Work instruction. Retype, without any change, the first line of the records and every line after it through the one containing "alone besides alphanumerics.".

══ Data extract

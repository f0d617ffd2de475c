//! Request envelope: the record handed to the wallet inside the deep link.

use crate::canonical::CONNECT_METHOD;
use percent_encoding::{utf8_percent_encode, AsciiSet, NON_ALPHANUMERIC};
use serde::{Deserialize, Serialize};
use serde_json::Value;

/// Characters `encodeURIComponent` leaves alone besides alphanumerics.
const COMPONENT: &AsciiSet = &NON_ALPHANUMERIC
    .remove(b'-')
    .remove(b'_')
    .remove(b'.')
    .remove(b'!')
    .remove(b'~')
    .remove(b'*')
    .remove(b'\'')
    .remove(b'(')
    .remove(b')');

/// `encodeURI` additionally keeps the URI reserved characters.
const URI: &AsciiSet = &COMPONENT
    .remove(b';')
    .remove(b',')
    .remove(b'/')
    .remove(b'?')
    .remove(b':')
    .remove(b'@')
    .remove(b'&')
    .remove(b'=')
    .remove(b'+')
    .remove(b'$')
    .remove(b'#');

pub fn encode_component(input: &str) -> String {
    utf8_percent_encode(input, COMPONENT).to_string()
}

pub fn encode_uri(input: &str) -> String {
    utf8_percent_encode(input, URI).to_string()
}

/// One outbound call. Built once, never mutated.
#[derive(Debug, Clone, PartialEq, Serialize, Deserialize)]
#[serde(rename_all = "camelCase")]
pub struct RequestEnvelope {
    pub method: String,
    pub params: Vec<Value>,
    pub id: String,
    pub app_id: String,
    #[serde(skip_serializing_if = "Option::is_none")]
    pub chain: Option<String>,
    #[serde(skip_serializing_if = "Option::is_none")]
    pub access_token: Option<String>,
    pub redirect: String,
}

impl RequestEnvelope {
    /// The access token only travels with `connect`.
    pub fn new(
        id: String,
        method: impl Into<String>,
        params: Vec<Value>,
        app_id: impl Into<String>,
        chain: Option<String>,
        access_token: Option<String>,
        redirect_target: &str,
    ) -> Self {
        let method = method.into();
        let access_token = access_token.filter(|_| method == CONNECT_METHOD);
        Self {
            method,
            params,
            id,
            app_id: app_id.into(),
            chain,
            access_token,
            redirect: encode_uri(redirect_target),
        }
    }

    pub fn to_json(&self) -> serde_json::Result<String> {
        serde_json::to_string(self)
    }

    /// JSON, percent-encoded as a single URL component.
    pub fn encoded(&self) -> serde_json::Result<String> {
        Ok(encode_component(&self.to_json()?))
    }
}
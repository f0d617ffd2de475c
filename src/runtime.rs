//! Runtime - shutdown signal for background tasks

use std::sync::atomic::{AtomicBool, Ordering};
use std::sync::Arc;
use tokio::sync::broadcast;

/// Shutdown signal broadcaster. Triggering is synchronous so it can run from `Drop`.
#[derive(Clone)]
pub struct Shutdown {
    sender: broadcast::Sender<()>,
    triggered: Arc<AtomicBool>,
}

impl Default for Shutdown {
    fn default() -> Self { Self::new() }
}

impl Shutdown {
    pub fn new() -> Self {
        let (sender, _) = broadcast::channel(1);
        Self { sender, triggered: Arc::new(AtomicBool::new(false)) }
    }

    /// Subscribe to shutdown signal
    pub fn subscribe(&self) -> broadcast::Receiver<()> {
        self.sender.subscribe()
    }

    /// Trigger shutdown; later calls are no-ops.
    pub fn trigger(&self) {
        if !self.triggered.swap(true, Ordering::SeqCst) {
            let _ = self.sender.send(());
        }
    }

    pub fn is_triggered(&self) -> bool {
        self.triggered.load(Ordering::SeqCst)
    }
}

════

Response area.
repository f0d617ffd2de475c
//! Request envelope: the record handed to the wallet inside the deep link.

use crate::canonical::CONNECT_METHOD;
use percent_encoding::{utf8_percent_encode, AsciiSet, NON_ALPHANUMERIC};
use serde::{Deserialize, Serialize};
use serde_json::Value;

/// Characters `encodeURIComponent` leaves alone besides alphanumerics.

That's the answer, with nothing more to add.